These are difficult days, but hardly unprecedented. Humankind has faced pandemics threats before, even as recently as the Ebola outbreak of 2014-2016. Our church has also faced challenges in our long history as a community of believers.
During these weeks, the book of the Bible called the Acts of the Apostles has a featured role in the Mass readings. In hearing Acts proclaimed we can draw great comfort from the fact that the first century of the church was not easy. Attributed to the author of the Gospel of Luke, Acts recounts the challenges, both internal and external, faced by the earliest disciples and those who followed during the first century. As a wise Augustinian philosophy professor once told me, The Acts of the Apostles is a testament to the power of the Holy Spirit.

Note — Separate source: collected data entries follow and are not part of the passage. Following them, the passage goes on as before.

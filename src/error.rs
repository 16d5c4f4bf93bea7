use std::time::Duration;

use thiserror::Error;

use crate::path::PathError;
use crate::store::StorageError;
use crate::{Action, CompileError, EvaluationError, RuleType, RuleValidationError, Section, Topic};

/// Why a decision could not be reached. Any `ValveError` means the action
/// is denied.
#[derive(Debug, Clone, PartialEq, Error)]
pub enum ValveError {
    #[error("no permission rule type for {action} messages on topic {topic}")]
    UnmappedAction { topic: Topic, action: Action },

    #[error(transparent)]
    RuleValidation(#[from] RuleValidationError),

    #[error(transparent)]
    Compile(#[from] CompileError),

    #[error("Exceeded max iteration count")]
    IterationLimit,

    #[error("error when executing {rule} for {name}: {source}")]
    Evaluation {
        name: String,
        rule: String,
        #[source]
        source: EvaluationError,
    },

    #[error("failed to load record {record} for permissioning: {source}")]
    DependencyFetch {
        record: String,
        #[source]
        source: StorageError,
    },

    #[error("error when converting message data {reason}")]
    MessageData { reason: String },

    #[error("permission evaluation timed out after {after:?}")]
    Timeout { after: Duration },
}

/// A rule configuration or set of options that can't be used. Fatal at
/// startup.
#[derive(Debug, Error)]
pub enum ConfigError {
    #[error("config should be an object literal, but was of type {found}")]
    NotAnObject { found: &'static str },

    #[error("missing configuration section \"{section}\"")]
    MissingSection { section: Section },

    #[error("unexpected configuration section \"{section}\"")]
    UnexpectedSection { section: String },

    #[error("section \"{section}\" should be an object literal, but was of type {found}")]
    SectionNotAnObject {
        section: Section,
        found: &'static str,
    },

    #[error("empty section \"{section}\"")]
    EmptySection { section: Section },

    #[error("missing root entry \"*\" for section {section}")]
    MissingRootEntry { section: Section },

    #[error("{source} for path {path} in section {section}")]
    InvalidPath {
        path: String,
        section: Section,
        #[source]
        source: PathError,
    },

    #[error("path {path} in section {section} must map rule types to rules")]
    NotARuleMap { path: String, section: Section },

    #[error("unknown rule type {rule_type} in section {section}")]
    UnknownRuleType { rule_type: String, section: Section },

    #[error(transparent)]
    InvalidRule(#[from] RuleValidationError),

    #[error("{source} in rule {rule_type} for path {path} in section {section}")]
    Compile {
        path: String,
        section: Section,
        rule_type: RuleType,
        #[source]
        source: CompileError,
    },

    #[error("Maximum rule iteration has to be at least one")]
    MaxRuleIterations,

    #[error("cache evacuation interval has to be at least one millisecond")]
    CacheEvacuationInterval,

    #[error("invalid config json: {0}")]
    Json(#[from] serde_json::Error),

    #[error(transparent)]
    Io(#[from] std::io::Error),
}
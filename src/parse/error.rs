use std::fmt;

/// Syntax error in rule source.
#[derive(Debug, Clone, PartialEq)]
pub struct ParseError {
    message: String,
    offset: usize,
}

impl ParseError {
    pub(crate) fn new(message: impl Into<String>, offset: usize) -> Self {
        Self {
            message: message.into(),
            offset,
        }
    }

    /// Byte offset into the source where parsing stopped.
    #[must_use]
    pub fn offset(&self) -> usize {
        self.offset
    }

    #[must_use]
    pub fn message(&self) -> &str {
        &self.message
    }
}

impl fmt::Display for ParseError {
    fn fmt(&self, f: &mut fmt::Formatter<'_>) -> fmt::Result {
        write!(f, "SyntaxError: {}", self.message)
    }
}

impl std::error::Error for ParseError {}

Acts begins with Jesus’s instructions before promising the Holy Spirit and ascending into Heaven, and takes us from Jerusalem to the wider world, as His followers carried the message. We read of the coming of the Holy Spirit and the dramatic transformation of the apostles. We discover the challenges of Jewish customs for the Gentiles. We read of Paul’s conversion and his tireless missionary work, which took him through Asia Minor and all the way to Rome. We even get glimpses of the occasionally uneasy relationship between Paul and Peter, two men of very different backgrounds.

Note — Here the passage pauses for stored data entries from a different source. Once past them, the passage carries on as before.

use std::collections::HashMap;

use super::expr::Builtin;
use super::Value;

/// User id the connection layer assigns to unauthenticated clients.
pub const OPEN_USER: &str = "open";

/// Everything a single rule run can read.
///
/// Built once per decision and extended with each batch of loaded records
/// between runs.
#[derive(Debug, Clone, Default)]
pub struct Context {
    user: Value,
    auth_data: Value,
    data: Value,
    old_data: Value,
    now: Value,
    action: Value,
    name: Value,
    variables: Vec<Value>,
    records: HashMap<String, Value>,
}

impl Context {
    #[must_use]
    pub fn new() -> Self {
        Self::default()
    }

    /// Set `user` to `{ isAuthenticated, id, data }` and `authData` to `auth_data`.
    #[must_use]
    pub fn with_user(mut self, id: &str, auth_data: Value) -> Self {
        self.user = Value::object([
            ("isAuthenticated", Value::Bool(id != OPEN_USER)),
            ("id", Value::from(id)),
            ("data", auth_data.clone()),
        ]);
        self.auth_data = auth_data;
        self
    }

    #[must_use]
    pub fn with_data(mut self, data: Value) -> Self {
        self.data = data;
        self
    }

    #[must_use]
    pub fn with_old_data(mut self, old_data: Value) -> Self {
        self.old_data = old_data;
        self
    }

    /// Epoch milliseconds exposed as `now`.
    #[must_use]
    pub fn with_now(mut self, now_ms: f64) -> Self {
        self.now = Value::Number(now_ms);
        self
    }

    #[must_use]
    pub fn with_action(mut self, action: &str) -> Self {
        self.action = Value::from(action);
        self
    }

    #[must_use]
    pub fn with_name(mut self, name: &str) -> Self {
        self.name = Value::from(name);
        self
    }

    /// Path variable bindings, in template order.
    #[must_use]
    pub fn with_variables<I, S>(mut self, values: I) -> Self
    where
        I: IntoIterator<Item = S>,
        S: Into<String>,
    {
        self.variables = values
            .into_iter()
            .map(|v| Value::String(v.into()))
            .collect();
        self
    }

    /// Make a loaded record visible to `_(name)`. Missing records are `Null`.
    pub fn insert_record(&mut self, name: impl Into<String>, data: Value) {
        self.records.insert(name.into(), data);
    }

    #[must_use]
    pub fn with_record(mut self, name: impl Into<String>, data: Value) -> Self {
        self.insert_record(name, data);
        self
    }

    #[must_use]
    pub fn record(&self, name: &str) -> Option<&Value> {
        self.records.get(name)
    }

    pub(crate) fn builtin(&self, builtin: Builtin) -> &Value {
        match builtin {
            Builtin::User => &self.user,
            Builtin::AuthData => &self.auth_data,
            Builtin::Data => &self.data,
            Builtin::OldData => &self.old_data,
            Builtin::Now => &self.now,
            Builtin::Action => &self.action,
            Builtin::Name => &self.name,
        }
    }

    pub(crate) fn variable(&self, index: usize) -> &Value {
        static UNDEFINED: Value = Value::Undefined;
        self.variables.get(index).unwrap_or(&UNDEFINED)
    }
}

We listen to excerpts from Acts on Sunday and during the week. However, if you read Acts in its entirety, you will reap an even richer appreciation of the early church. Of course, you can read Acts online, but reading from a physical Bible is a reminder of the sacredness of this text to all believers. During these days when we are physically separated from our parish church and community, it would be a good idea to keep your Bible on display in a prominent part of your home. It deserves a place of honor.